The father of a girl who left the UK with Ms Begum in 2015 said the young women had “made a mistake” but should be allowed to return home.

“Before teenagers do anything, they don’t contemplate [what will happen],” said Hussen Abase, whose daughter is Amira Abase. “They can be easily tricked… their age makes them vulnerable.”

Mr Abase told Sky News the girls could be “straightened out” by authorities in Britain where they would face prosecution and imprisonment.

Ms Abase and another girl from Bethnal Green Academy are believed to be alive in Syria, but their friend Kadiza Sultana was killed by an airstrike in 2016.

Debate has raged over whether the girls, who were just 14 and 15 when they left Britain, should be considered victims of Isis brainwashing.

Ms Begum said she was “unfazed” by the group’s brutality after seeing a severed head in a bin, and criticised Isis only for imprisoning its own fighters.

“I don’t regret coming here,” she told The Times. “I’m not the same silly little 15-year-old schoolgirl who ran away from Bethnal Green four years ago.”

The pregnant 19-year-old, who recently fled Isis’s last pocket of territory, said two of her young children had died and she wanted to return to the UK for the safety of her third child.

Asked whether she should be viewed as a victim of Isis propaganda because she was a child when she joined the terrorist group, Mr Wallace replied: “We shouldn’t forget that the consequence of jihadi brides going was to feed the caliphate. They helped support it logistically and give it some credibility to other people back in the UK.”

Mr Wallace said that as a British citizen Ms Begum has a legal right to return but she would be investigated by counterterror police and prosecuted if there was proof of any criminal offences.

He added that because there are no consular services in Syria, Ms Begum would have to journey to Turkey or Iraq for any assistance.

“I’m not putting at risk British people’s lives to go and look for terrorists or former terrorists in a failed state… actions have consequences,” Mr Wallace told the BBC.

“Some were groomed when they were young but are now adults – some of them are hardened fighters.”

It has proven difficult to prosecute hundreds of people who have already returned to the UK from Isis territories, and it remains unclear whether any charge could be proven against Ms Begum.

The director of public prosecutions, Max Hill QC, previously called the Bethnal Green girls “young and naive” and said their return should be permitted.

In his previous role as the independent reviewer of terrorism legislation in 2017, he said: “Even such teenagers would not escape prosecution if there is evidence that they have committed serious criminal offences – but if not, surely we should make an allowance for their return in circumstances where they were simply brainwashed as immature and vulnerable teenagers.”

The Crown Prosecution Service declined to comment on Ms Begum’s case.

The government has stripped many known Isis members with dual nationality of their British citizenship, but has been blocked under international law from making sole UK nationals stateless.
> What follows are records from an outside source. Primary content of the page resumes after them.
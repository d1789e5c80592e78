//! Common test utilities: an in-process fake of the GitHub contents API.

use std::collections::{BTreeMap, BTreeSet};
use std::sync::{Arc, Mutex};
use std::time::Duration;

use axum::Json;
use axum::Router;
use axum::extract::{Path, State};
use axum::http::{HeaderMap, StatusCode, Uri};
use axum::routing::get;
use base64::Engine;
use base64::engine::general_purpose::STANDARD;
use gazette_storage::{GitHubBackend, GitHubConfig};
use serde_json::{Value, json};

pub const TOKEN: &str = "test-token";

/// Repository state behind the fake API.
#[derive(Debug, Default)]
pub struct FakeRepo {
    /// Path → (blob sha, content).
    pub files: BTreeMap<String, (String, Vec<u8>)>,
    /// Commit messages, oldest first.
    pub commits: Vec<String>,
    /// DELETE of this path answers 500.
    pub fail_delete: Option<String>,
    /// Files served with content that is not base64.
    pub garbled: BTreeSet<String>,
    /// Pause before answering any GET.
    pub delay: Option<Duration>,
    /// Raw query strings of GET requests, oldest first.
    pub queries: Vec<String>,
    next_sha: u64,
}

impl FakeRepo {
    fn store(&mut self, path: &str, content: Vec<u8>) -> String {
        self.next_sha += 1;
        let sha = format!("blob{}", self.next_sha);
        self.files.insert(path.to_string(), (sha.clone(), content));
        sha
    }

    fn commit(&mut self, message: &str) -> String {
        self.commits.push(message.to_string());
        format!("commit{}", self.commits.len())
    }
}

type Shared = Arc<Mutex<FakeRepo>>;
type Reply = (StatusCode, Json<Value>);

fn reply(status: StatusCode, body: Value) -> Reply {
    (status, Json(body))
}

fn authorized(headers: &HeaderMap) -> bool {
    headers
        .get("authorization")
        .and_then(|v| v.to_str().ok())
        .is_some_and(|v| v == format!("Bearer {TOKEN}"))
}

fn unauthorized() -> Reply {
    reply(StatusCode::UNAUTHORIZED, json!({"message": "Bad credentials"}))
}

/// GitHub wraps base64 content at 60 columns.
fn wrapped_base64(content: &[u8]) -> String {
    let encoded = STANDARD.encode(content);
    encoded
        .as_bytes()
        .chunks(60)
        .map(|chunk| String::from_utf8_lossy(chunk).into_owned())
        .collect::<Vec<_>>()
        .join("\n")
}

async fn get_contents(
    State(state): State<Shared>,
    Path((_owner, _repo, path)): Path<(String, String, String)>,
    uri: Uri,
    headers: HeaderMap,
) -> Reply {
    if !authorized(&headers) {
        return unauthorized();
    }
    let delay = {
        let mut repo = state.lock().unwrap();
        repo.queries.push(uri.query().unwrap_or_default().to_string());
        repo.delay
    };
    if let Some(delay) = delay {
        tokio::time::sleep(delay).await;
    }
    let repo = state.lock().unwrap();

    if let Some((sha, content)) = repo.files.get(&path) {
        let content = if repo.garbled.contains(&path) {
            "%%% not base64 %%%".to_string()
        } else {
            wrapped_base64(content)
        };
        return reply(
            StatusCode::OK,
            json!({
                "type": "file",
                "path": path,
                "sha": sha,
                "encoding": "base64",
                "content": content,
            }),
        );
    }

    let prefix = format!("{path}/");
    let children: Vec<Value> = repo
        .files
        .keys()
        .filter_map(|key| key.strip_prefix(&prefix))
        .filter(|rest| !rest.contains('/'))
        .map(|name| json!({"name": name, "path": format!("{prefix}{name}"), "type": "file"}))
        .collect();
    if children.is_empty() {
        reply(StatusCode::NOT_FOUND, json!({"message": "Not Found"}))
    } else {
        reply(StatusCode::OK, Value::Array(children))
    }
}

async fn put_contents(
    State(state): State<Shared>,
    Path((_owner, _repo, path)): Path<(String, String, String)>,
    headers: HeaderMap,
    Json(body): Json<Value>,
) -> Reply {
    if !authorized(&headers) {
        return unauthorized();
    }
    let mut repo = state.lock().unwrap();

    let current_sha = repo.files.get(&path).map(|(sha, _)| sha.clone());
    let given_sha = body["sha"].as_str().map(str::to_string);
    if current_sha != given_sha {
        return reply(
            StatusCode::CONFLICT,
            json!({"message": format!("{path} does not match sha")}),
        );
    }

    let Some(content) = body["content"].as_str().and_then(|c| STANDARD.decode(c).ok()) else {
        return reply(StatusCode::UNPROCESSABLE_ENTITY, json!({"message": "bad content"}));
    };

    let sha = repo.store(&path, content);
    let commit = repo.commit(body["message"].as_str().unwrap_or_default());
    let status = if current_sha.is_some() {
        StatusCode::OK
    } else {
        StatusCode::CREATED
    };
    reply(status, json!({"content": {"sha": sha}, "commit": {"sha": commit}}))
}

async fn delete_contents(
    State(state): State<Shared>,
    Path((_owner, _repo, path)): Path<(String, String, String)>,
    headers: HeaderMap,
    Json(body): Json<Value>,
) -> Reply {
    if !authorized(&headers) {
        return unauthorized();
    }
    let mut repo = state.lock().unwrap();

    if repo.fail_delete.as_deref() == Some(path.as_str()) {
        return reply(StatusCode::INTERNAL_SERVER_ERROR, json!({"message": "boom"}));
    }
    let Some((sha, _)) = repo.files.get(&path) else {
        return reply(StatusCode::NOT_FOUND, json!({"message": "Not Found"}));
    };
    if body["sha"].as_str() != Some(sha.as_str()) {
        return reply(StatusCode::CONFLICT, json!({"message": "sha mismatch"}));
    }

    repo.files.remove(&path);
    let commit = repo.commit(body["message"].as_str().unwrap_or_default());
    reply(StatusCode::OK, json!({"content": null, "commit": {"sha": commit}}))
}

/// A running fake GitHub API.
pub struct FakeGitHub {
    pub state: Shared,
    pub base_url: String,
}

impl FakeGitHub {
    /// Serve the fake on an ephemeral local port.
    pub async fn start() -> Self {
        let state: Shared = Arc::default();
        let app = Router::new()
            .route(
                "/repos/{owner}/{repo}/contents/{*path}",
                get(get_contents).put(put_contents).delete(delete_contents),
            )
            .with_state(state.clone());

        let listener = tokio::net::TcpListener::bind("127.0.0.1:0").await.unwrap();
        let addr = listener.local_addr().unwrap();
        tokio::spawn(async move {
            axum::serve(listener, app).await.unwrap();
        });

        Self {
            state,
            base_url: format!("http://{addr}"),
        }
    }

    pub fn config(&self) -> GitHubConfig {
        GitHubConfig {
            owner: "acme".to_string(),
            repo: "site".to_string(),
            api_url: self.base_url.clone(),
            token: Some(TOKEN.to_string()),
            timeout_secs: 5,
            ..Default::default()
        }
    }

    pub fn backend(&self) -> GitHubBackend {
        GitHubBackend::new(&self.config()).unwrap()
    }

    pub fn seed(&self, path: &str, content: &str) {
        self.seed_bytes(path, content.as_bytes());
    }

    pub fn seed_bytes(&self, path: &str, content: &[u8]) {
        self.state.lock().unwrap().store(path, content.to_vec());
    }

    /// Serve `path` with content that does not decode as base64.
    pub fn garble(&self, path: &str) {
        self.state.lock().unwrap().garbled.insert(path.to_string());
    }

    /// Delay every GET by `delay`.
    pub fn stall_reads(&self, delay: Duration) {
        self.state.lock().unwrap().delay = Some(delay);
    }

    pub fn queries(&self) -> Vec<String> {
        self.state.lock().unwrap().queries.clone()
    }

    pub fn file(&self, path: &str) -> Option<String> {
        self.file_bytes(path)
            .map(|bytes| String::from_utf8_lossy(&bytes).into_owned())
    }

    pub fn file_bytes(&self, path: &str) -> Option<Vec<u8>> {
        self.state
            .lock()
            .unwrap()
            .files
            .get(path)
            .map(|(_, content)| content.clone())
    }

    pub fn paths(&self) -> Vec<String> {
        self.state.lock().unwrap().files.keys().cloned().collect()
    }

    pub fn commits(&self) -> Vec<String> {
        self.state.lock().unwrap().commits.clone()
    }

    pub fn fail_delete_of(&self, path: &str) {
        self.state.lock().unwrap().fail_delete = Some(path.to_string());
    }
}

/// A minimal valid document.
pub fn document(title: &str) -> String {
    format!("---\ntitle: \"{title}\"\ndate: \"2024-01-01\"\n---\n\nBody of {title}")
}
Ms Begum could be subjected to a temporary exclusion order, meaning any return to the UK would have to be organised in advance with authorities and subject to conditions, such as reporting to police and deradicalisation work.

If she reaches the UK authorities will also assess whether to take her child into care.

Tasnime Akunjee, a lawyer who represented the Bethnal Green girls’ families after they ran away, said relatives had “expressed the position that they want time and space to process what’s happened”.

This week new laws came into force that make it a criminal offence to remain in an area designated by the government to be a war zone or controlled by terrorist groups.

The law was created to make it easier to prosecute returned foreign fighters but it cannot be applied retrospectively, and no “designated areas” have yet been drawn up.

The government estimates that of around 900 people “of national security concern” who travelled from the UK to engage in the conflict in Syria and Iraq, 40 per cent have already returned and 20 per cent have died.